To determine whether the bags are indeed being underfilled by the machinery, the manager must conduct a test of mean with a significance level α = 0.05.

In a minimum of 175 words, respond to the following:

• State appropriate null (Ho) and alternative (H1) hypotheses.
• What is the critical value if we work with a significant level α = 0.05?
• What is the decision rule?
• Calculate the test statistic.
• Are the bags indeed being underfilled?
• Should machinery be recalibrated?

Answer 1

Solution: To determine whether the bags are indeed being underfilled by the machinery, we are to test if the mean weight of the bags is less than 50 pounds or not. We thus set up our null and alternative hypotheses as:

H0: mu = 50 vs H1: mu < 50

where mu is the populaion mean of the bag's weight.
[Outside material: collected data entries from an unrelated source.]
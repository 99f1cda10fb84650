//! Resolves scored action kinds into concrete actions.

use crate::action::{Action, ActionKind};
use crate::decision::DecisionContext;

/// Preferred engagement distance as a fraction of melee range.
pub const ENGAGEMENT_RANGE_FACTOR: f32 = 0.7;

/// Fills in the parameters for `kind` from the context.
///
/// Returns `None` when the kind has nothing to act on (an attack with no
/// enemy in sight).
pub fn plan(kind: ActionKind, ctx: &DecisionContext) -> Option<Action> {
    let action = match kind {
        ActionKind::AttackMelee => Action::AttackMelee {
            target: ctx.nearest_enemy()?.id,
        },
        ActionKind::AttackRanged => Action::AttackRanged {
            target: ctx.nearest_enemy()?.id,
        },
        ActionKind::Move => Action::Move {
            destination: ctx.bounds().clamp(move_destination(ctx)),
        },
        ActionKind::Dodge => Action::Dodge,
        ActionKind::Defend => Action::Defend,
        ActionKind::Retreat => Action::Retreat {
            heading: ctx.escape_direction(),
        },
        ActionKind::UseSpecial => Action::UseSpecial {
            ability: ctx.agent().stats.special,
        },
        ActionKind::Cooperate => Action::Cooperate,
    };
    Some(action)
}

/// Point at engagement range from the nearest enemy along the line towards
/// the agent, or the battlefield centre when no enemy is visible.
fn move_destination(ctx: &DecisionContext) -> crate::state::Vec2 {
    let me = ctx.agent();
    match ctx.nearest_enemy() {
        Some(enemy) => {
            let optimal = me.stats.melee_range * ENGAGEMENT_RANGE_FACTOR;
            let away = (me.position - enemy.position).normalize();
            enemy.position + away * optimal
        }
        None => ctx.bounds().center(),
    }
}

#[cfg(test)]
mod tests {
    use super::*;
    use crate::config::DecisionConfig;
    use crate::decision::build_context;
    use crate::state::{
        AgentId, AgentSnapshot, AgentState, AgentStats, BattlefieldBounds, CardinalDirection,
        TeamId, Vec2,
    };

    fn snap(id: u32, team: u32, x: f32, y: f32) -> AgentSnapshot {
        AgentState::new(
            AgentId(id),
            Some(TeamId(team)),
            Vec2::new(x, y),
            AgentStats::default(),
        )
        .snapshot()
    }

    fn ctx(agent: &AgentSnapshot, visible: &[AgentSnapshot]) -> DecisionContext {
        build_context(
            agent,
            visible,
            &BattlefieldBounds::default(),
            &DecisionConfig::default(),
        )
        .unwrap()
    }

    #[test]
    fn attacks_target_nearest_enemy() {
        let me = snap(1, 1, 0.0, 0.0);
        let c = ctx(&me, &[snap(3, 2, 80.0, 0.0), snap(2, 2, 40.0, 0.0)]);
        assert_eq!(
            plan(ActionKind::AttackMelee, &c),
            Some(Action::AttackMelee { target: AgentId(2) })
        );
    }

    #[test]
    fn attacks_without_enemy_are_unplannable() {
        let me = snap(1, 1, 0.0, 0.0);
        let c = ctx(&me, &[]);
        assert_eq!(plan(ActionKind::AttackRanged, &c), None);
        assert_eq!(plan(ActionKind::Defend, &c), Some(Action::Defend));
    }

    #[test]
    fn move_stops_at_engagement_range() {
        let me = snap(1, 1, 0.0, 0.0);
        let c = ctx(&me, &[snap(2, 2, 100.0, 0.0)]);
        let Some(Action::Move { destination }) = plan(ActionKind::Move, &c) else {
            panic!("expected a move");
        };
        assert!((destination.x - 79.0).abs() < 1e-4);
        assert_eq!(destination.y, 0.0);
    }

    #[test]
    fn idle_move_heads_for_centre() {
        let me = snap(1, 1, 200.0, -100.0);
        let c = ctx(&me, &[]);
        assert_eq!(
            plan(ActionKind::Move, &c),
            Some(Action::Move {
                destination: Vec2::ZERO
            })
        );
    }

    #[test]
    fn retreat_uses_escape_direction() {
        let me = snap(1, 1, 0.0, 0.0);
        let c = ctx(&me, &[snap(2, 2, 0.0, 20.0)]);
        assert_eq!(
            plan(ActionKind::Retreat, &c),
            Some(Action::Retreat {
                heading: Some(CardinalDirection::South)
            })
        );
    }
}
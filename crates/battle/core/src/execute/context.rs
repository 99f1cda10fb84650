//! Inputs to a single execution.

use std::sync::Arc;
use std::sync::atomic::{AtomicBool, Ordering};

use crate::action::Action;
use crate::state::{AgentSnapshot, Battlefield};

/// Depth of execution-time safety re-validation. Each level includes every
/// check of the levels before it.
#[derive(
    Clone, Copy, Debug, Default, PartialEq, Eq, Hash, PartialOrd, Ord, strum::Display, strum::EnumString,
)]
#[cfg_attr(feature = "serde", derive(serde::Serialize, serde::Deserialize))]
#[cfg_attr(feature = "serde", serde(rename_all = "snake_case"))]
#[strum(serialize_all = "snake_case", ascii_case_insensitive)]
pub enum ValidationLevel {
    /// Agent exists and is alive; the action itself is well-formed.
    Basic,
    /// Adds target, range, capability, cooldown and bounds checks.
    #[default]
    Standard,
    /// Adds state consistency and a full feasibility re-derivation.
    Strict,
    /// Adds cross-field consistency of every value read.
    Paranoid,
}

/// Caller-side withdrawal flag, shared between the caller and the executor.
///
/// Cancellation is honoured only before execution begins.
#[derive(Clone, Debug, Default)]
pub struct CancelToken(Arc<AtomicBool>);

impl CancelToken {
    pub fn new() -> Self {
        Self::default()
    }

    pub fn cancel(&self) {
        self.0.store(true, Ordering::SeqCst);
    }

    pub fn is_cancelled(&self) -> bool {
        self.0.load(Ordering::SeqCst)
    }
}

/// Everything the executor needs for one action.
///
/// `agent` is the snapshot the decision was made from; the battlefield is the
/// live (possibly newer) state that will be mutated.
#[derive(Debug)]
pub struct ExecutionContext<'a> {
    pub action: Action,
    pub agent: AgentSnapshot,
    pub battlefield: &'a mut Battlefield,
    pub level: ValidationLevel,
    pub cancel: Option<CancelToken>,
}

impl<'a> ExecutionContext<'a> {
    pub fn new(
        action: Action,
        agent: AgentSnapshot,
        battlefield: &'a mut Battlefield,
        level: ValidationLevel,
    ) -> Self {
        Self {
            action,
            agent,
            battlefield,
            level,
            cancel: None,
        }
    }

    #[must_use]
    pub fn with_cancel(mut self, token: CancelToken) -> Self {
        self.cancel = Some(token);
        self
    }

    pub(crate) fn is_cancelled(&self) -> bool {
        self.cancel.as_ref().is_some_and(CancelToken::is_cancelled)
    }
}
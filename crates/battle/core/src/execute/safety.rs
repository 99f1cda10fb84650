//! Execution-time safety validation.
//!
//! Runs against the live battlefield immediately before mutation, because the
//! state may have changed since the decision was made. Checks are cumulative
//! by [`ValidationLevel`]:
//!
//! | Level    | Adds |
//! |----------|------|
//! | Basic    | agent exists and is alive, bounds and action are well-formed |
//! | Standard | target existence, liveness and range; capability; cooldown; bounds |
//! | Strict   | health and position consistency; full feasibility re-derivation |
//! | Paranoid | snapshot/live identity, stats, velocity, energy and hostility cross-checks |

use crate::action::{Action, ActionKind};
use crate::config::DecisionConfig;
use crate::decision::{FeasibilityValidator, ValidationResult, build_context};
use crate::execute::{ExecutionContext, ValidationLevel};
use crate::state::{AgentState, Battlefield, Capabilities};

#[derive(Clone, Debug, Default)]
pub struct SafetyValidator {
    decision: DecisionConfig,
}

impl SafetyValidator {
    /// `decision` is used for the context rebuilt at Strict and above.
    pub fn new(decision: DecisionConfig) -> Self {
        Self { decision }
    }

    pub fn validate(&self, ctx: &ExecutionContext<'_>) -> ValidationResult {
        let mut result = ValidationResult::valid();
        let field: &Battlefield = &*ctx.battlefield;
        let id = ctx.agent.id;

        // ====================================================================
        // Basic
        // ====================================================================
        let Some(live) = field.agent(id) else {
            return ValidationResult::invalid(format!("agent {id} not found"));
        };
        if !live.alive {
            return ValidationResult::invalid(format!("agent {id} is not alive"));
        }
        if !field.bounds.is_well_formed() {
            return ValidationResult::invalid("battlefield bounds are malformed");
        }
        match ctx.action {
            Action::AttackMelee { target } | Action::AttackRanged { target } => {
                result.require(target != id, || format!("agent {id} cannot target itself"));
            }
            Action::Move { destination } => {
                result.require(destination.is_finite(), || {
                    "move destination is not finite".into()
                });
            }
            _ => {}
        }
        if ctx.level == ValidationLevel::Basic || !result.is_valid() {
            return result;
        }

        // ====================================================================
        // Standard
        // ====================================================================
        self.check_standard(&mut result, &ctx.action, live, field);
        if ctx.level == ValidationLevel::Standard {
            return result;
        }

        // ====================================================================
        // Strict
        // ====================================================================
        result.require(
            live.health.is_consistent() && live.health.current <= live.stats.max_health,
            || {
                format!(
                    "health {:.1} outside [0, {:.1}]",
                    live.health.current, live.stats.max_health
                )
            },
        );
        result.require(field.bounds.contains(live.position), || {
            format!(
                "position ({:.1}, {:.1}) outside the battlefield",
                live.position.x, live.position.y
            )
        });
        result.require(live.alive == (live.health.current > 0.0), || {
            "alive flag disagrees with health".into()
        });
        if result.is_valid() {
            self.rederive_feasibility(&mut result, &ctx.action, live, field);
        }
        if ctx.level == ValidationLevel::Strict {
            return result;
        }

        // ====================================================================
        // Paranoid
        // ====================================================================
        let snapshot = &ctx.agent;
        result.require(snapshot.team == live.team, || {
            format!("agent {id} changed team since the decision")
        });
        result.require(snapshot.stats == live.stats, || {
            format!("agent {id} stats changed since the decision")
        });
        result.require(live.stats.is_consistent(), || "agent stats are inconsistent".into());
        result.require(live.velocity.is_finite(), || "velocity is not finite".into());
        result.require(live.energy.is_consistent(), || {
            format!("energy {:.1} is inconsistent", live.energy.current)
        });
        if let Some(target) = ctx.action.target()
            && let Some(other) = field.agent(target)
        {
            let hostile = matches!((live.team, other.team), (Some(a), Some(b)) if a != b);
            result.require(hostile, || format!("target {target} is not hostile"));
        }
        result
    }

    fn check_standard(
        &self,
        result: &mut ValidationResult,
        action: &Action,
        live: &AgentState,
        field: &Battlefield,
    ) {
        let kind = action.kind();
        let movable = live.capabilities.contains(Capabilities::CAN_MOVE);

        match *action {
            Action::AttackMelee { target } | Action::AttackRanged { target } => {
                result.require(live.capabilities.contains(Capabilities::CAN_ATTACK), || {
                    "agent cannot attack".into()
                });
                cooldown(result, kind, live);
                match field.agent(target) {
                    None => result.push(format!("target {target} not found")),
                    Some(other) if !other.alive => {
                        result.push(format!("target {target} is not alive"));
                    }
                    Some(other) => {
                        let distance = live.position.distance_to(other.position);
                        let range = live.stats.range_of(kind);
                        result.require(distance <= range, || {
                            format!(
                                "target {target} at {distance:.1} is beyond {kind} range {range:.1}"
                            )
                        });
                    }
                }
            }
            Action::Move { destination } => {
                result.require(movable, || "agent cannot move".into());
                result.require(field.bounds.contains(destination), || {
                    "move destination is outside the battlefield".into()
                });
            }
            Action::Retreat { .. } => {
                result.require(movable, || "agent cannot move".into());
            }
            Action::UseSpecial { .. } => cooldown(result, kind, live),
            Action::Dodge | Action::Defend | Action::Cooperate => {}
        }
    }

    /// Full decision-time feasibility against a freshly built context.
    fn rederive_feasibility(
        &self,
        result: &mut ValidationResult,
        action: &Action,
        live: &AgentState,
        field: &Battlefield,
    ) {
        let snapshot = live.snapshot();
        let visible = field.visible_to(live.id);
        match build_context(&snapshot, &visible, &field.bounds, &self.decision) {
            Ok(fresh) => {
                result.merge(FeasibilityValidator::new().is_legal(action, &snapshot, &fresh));
            }
            Err(e) => result.push(e.to_string()),
        }
    }
}

fn cooldown(result: &mut ValidationResult, kind: ActionKind, live: &AgentState) {
    let remaining = live.cooldowns.remaining(kind);
    result.require(remaining == 0, || {
        format!("{kind} on cooldown for {remaining} more tick(s)")
    });
}

#[cfg(test)]
mod tests {
    use super::*;
    use crate::state::{AgentId, AgentStats, TeamId, Vec2};

    fn agent(id: u32, team: u32, x: f32) -> AgentState {
        AgentState::new(
            AgentId(id),
            Some(TeamId(team)),
            Vec2::new(x, 0.0),
            AgentStats::default(),
        )
    }

    fn check(field: &mut Battlefield, action: Action, level: ValidationLevel) -> ValidationResult {
        let snapshot = field.snapshot(AgentId(1)).unwrap_or_else(|| agent(1, 1, 0.0).snapshot());
        let ctx = ExecutionContext::new(action, snapshot, field, level);
        SafetyValidator::default().validate(&ctx)
    }

    #[test]
    fn basic_rejects_missing_agent_and_self_target() {
        let mut empty = Battlefield::default();
        let verdict = check(&mut empty, Action::Defend, ValidationLevel::Basic);
        assert_eq!(verdict.errors(), ["agent #1 not found"]);

        let mut field = Battlefield::default().with_agent(agent(1, 1, 0.0));
        let verdict = check(
            &mut field,
            Action::AttackMelee { target: AgentId(1) },
            ValidationLevel::Basic,
        );
        assert!(!verdict.is_valid());
    }

    #[test]
    fn basic_skips_range_check_standard_does_not() {
        let mut field = Battlefield::default()
            .with_agent(agent(1, 1, 0.0))
            .with_agent(agent(2, 2, 200.0));
        let melee = Action::AttackMelee { target: AgentId(2) };
        assert!(check(&mut field, melee, ValidationLevel::Basic).is_valid());
        assert!(!check(&mut field, melee, ValidationLevel::Standard).is_valid());
    }

    #[test]
    fn strict_catches_inconsistent_health() {
        let mut broken = agent(1, 1, 0.0);
        broken.health.current = 150.0;
        let mut field = Battlefield::default().with_agent(broken);
        assert!(check(&mut field, Action::Defend, ValidationLevel::Standard).is_valid());
        assert!(!check(&mut field, Action::Defend, ValidationLevel::Strict).is_valid());
    }

    #[test]
    fn strict_rederives_feasibility() {
        // cooperate with nobody around passes Standard but not Strict
        let mut field = Battlefield::default().with_agent(agent(1, 1, 0.0));
        assert!(check(&mut field, Action::Cooperate, ValidationLevel::Standard).is_valid());
        let verdict = check(&mut field, Action::Cooperate, ValidationLevel::Strict);
        assert_eq!(verdict.errors(), ["no allies visible"]);
    }

    #[test]
    fn paranoid_requires_hostile_target() {
        let mut field = Battlefield::default()
            .with_agent(agent(1, 1, 0.0))
            .with_agent(agent(2, 1, 10.0));
        let melee = Action::AttackMelee { target: AgentId(2) };
        assert!(check(&mut field, melee, ValidationLevel::Standard).is_valid());
        let verdict = check(&mut field, melee, ValidationLevel::Paranoid);
        assert!(verdict.errors().iter().any(|e| e.contains("not hostile")));
    }
}
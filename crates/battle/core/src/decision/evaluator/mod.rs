//! Pluggable action evaluators.
//!
//! The [`crate::DecisionMaker`] depends only on the [`ActionEvaluator`]
//! contract. Evaluators are swapped as whole units per agent, usually by
//! [`EvaluatorKind`] so that scenario files can name them.

mod aggressive;
mod default;

pub use aggressive::AggressiveEvaluator;
pub use default::DefaultEvaluator;

use crate::action::ActionKind;
use crate::config::DecisionConfig;
use crate::decision::{ActionScore, DecisionContext};

/// Scores one action kind against a context.
pub trait ActionEvaluator: std::fmt::Debug + Send + Sync {
    /// Short identifier used in logs and reports.
    fn name(&self) -> &'static str;

    /// Scores `kind`. `None` means "no opinion" and is treated as
    /// [`ActionScore::omitted`], never as an error.
    fn evaluate(&self, kind: ActionKind, ctx: &DecisionContext) -> Option<ActionScore>;

    /// Scores every kind in declaration order, filling omissions.
    fn evaluate_all(&self, ctx: &DecisionContext) -> Vec<ActionScore> {
        ActionKind::all()
            .map(|kind| match self.evaluate(kind, ctx) {
                Some(score) if score.kind == kind => score,
                Some(mismatched) => {
                    tracing::warn!(
                        evaluator = self.name(),
                        expected = %kind,
                        got = %mismatched.kind,
                        "evaluator returned a score for the wrong action; treating as omitted"
                    );
                    ActionScore::omitted(kind)
                }
                None => ActionScore::omitted(kind),
            })
            .collect()
    }
}

/// Built-in evaluator selection.
#[derive(Clone, Copy, Debug, Default, PartialEq, Eq, Hash, strum::Display, strum::EnumString)]
#[cfg_attr(feature = "serde", derive(serde::Serialize, serde::Deserialize))]
#[cfg_attr(feature = "serde", serde(rename_all = "snake_case"))]
#[strum(serialize_all = "snake_case", ascii_case_insensitive)]
pub enum EvaluatorKind {
    #[default]
    Default,
    Aggressive,
}

impl EvaluatorKind {
    pub fn build(self, config: &DecisionConfig) -> Box<dyn ActionEvaluator> {
        match self {
            EvaluatorKind::Default => Box::new(DefaultEvaluator::new(config.critical_health)),
            EvaluatorKind::Aggressive => {
                Box::new(AggressiveEvaluator::new(config.critical_health))
            }
        }
    }
}

#[cfg(test)]
mod tests {
    use super::*;
    use crate::decision::{Priority, build_context};
    use crate::state::{AgentId, AgentState, AgentStats, BattlefieldBounds, TeamId, Vec2};

    #[derive(Debug)]
    struct MeleeOnly;

    impl ActionEvaluator for MeleeOnly {
        fn name(&self) -> &'static str {
            "melee_only"
        }

        fn evaluate(&self, kind: ActionKind, _ctx: &DecisionContext) -> Option<ActionScore> {
            match kind {
                ActionKind::AttackMelee => {
                    Some(ActionScore::new(kind, 1.0, Priority::High, 1.0, "always"))
                }
                // wrong kind on purpose
                ActionKind::Move => Some(ActionScore::new(
                    ActionKind::Dodge,
                    1.0,
                    Priority::High,
                    1.0,
                    "mislabelled",
                )),
                _ => None,
            }
        }
    }

    #[test]
    fn evaluate_all_fills_omissions_in_order() {
        let agent = AgentState::new(AgentId(1), Some(TeamId(1)), Vec2::ZERO, AgentStats::default())
            .snapshot();
        let ctx = build_context(
            &agent,
            &[],
            &BattlefieldBounds::default(),
            &DecisionConfig::default(),
        )
        .unwrap();

        let scores = MeleeOnly.evaluate_all(&ctx);
        assert_eq!(scores.len(), 8);
        assert_eq!(scores[0].weighted_score(), 4.0);
        assert_eq!(scores[2].kind, ActionKind::Move);
        assert_eq!(scores[2].weighted_score(), 0.0);
        assert!(scores[1..].iter().all(|s| s.weighted_score() == 0.0));
    }

    #[test]
    fn kinds_parse_from_names() {
        assert_eq!("aggressive".parse(), Ok(EvaluatorKind::Aggressive));
        assert_eq!(
            EvaluatorKind::Default
                .build(&DecisionConfig::default())
                .name(),
            "default"
        );
    }
}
The test statistic is T= (xbar-mu0)/(s/sqrt(n)) ; where xbar = sample mean, mu0 = the hypothesized value of the population mean, n = sample size, s = sample standard deviation, sqrt refers to the square root function. Under H0, T ~ t(n-1)

The decision rule is--we reject H0 if T(observed) < - t(alpha,(n-1)), where t(alpha,(n-1)) is the upper alpha point of the t - distribution with (n-1) degrees of freedom.   alpha = level of significance.

The critical value if we work with a significant level α = 0.05 is -t(0.05,(n-1)) =  -1.729133 (Obtained from the probability table of Student's t distribution)

Here, the test statistic is T(observed) = -2.231851

Hence, T(observed) < - t(alpha,(n-1)).

Thus, we reject H0 and conclude at a 5% level of significance on the basis of the given sample that there is enough evidence to support the claim that the average value of mean weight of the bags is less than 50 pounds.

Thus, the bags are indeed being underfilled and the machinery should be recalibrated.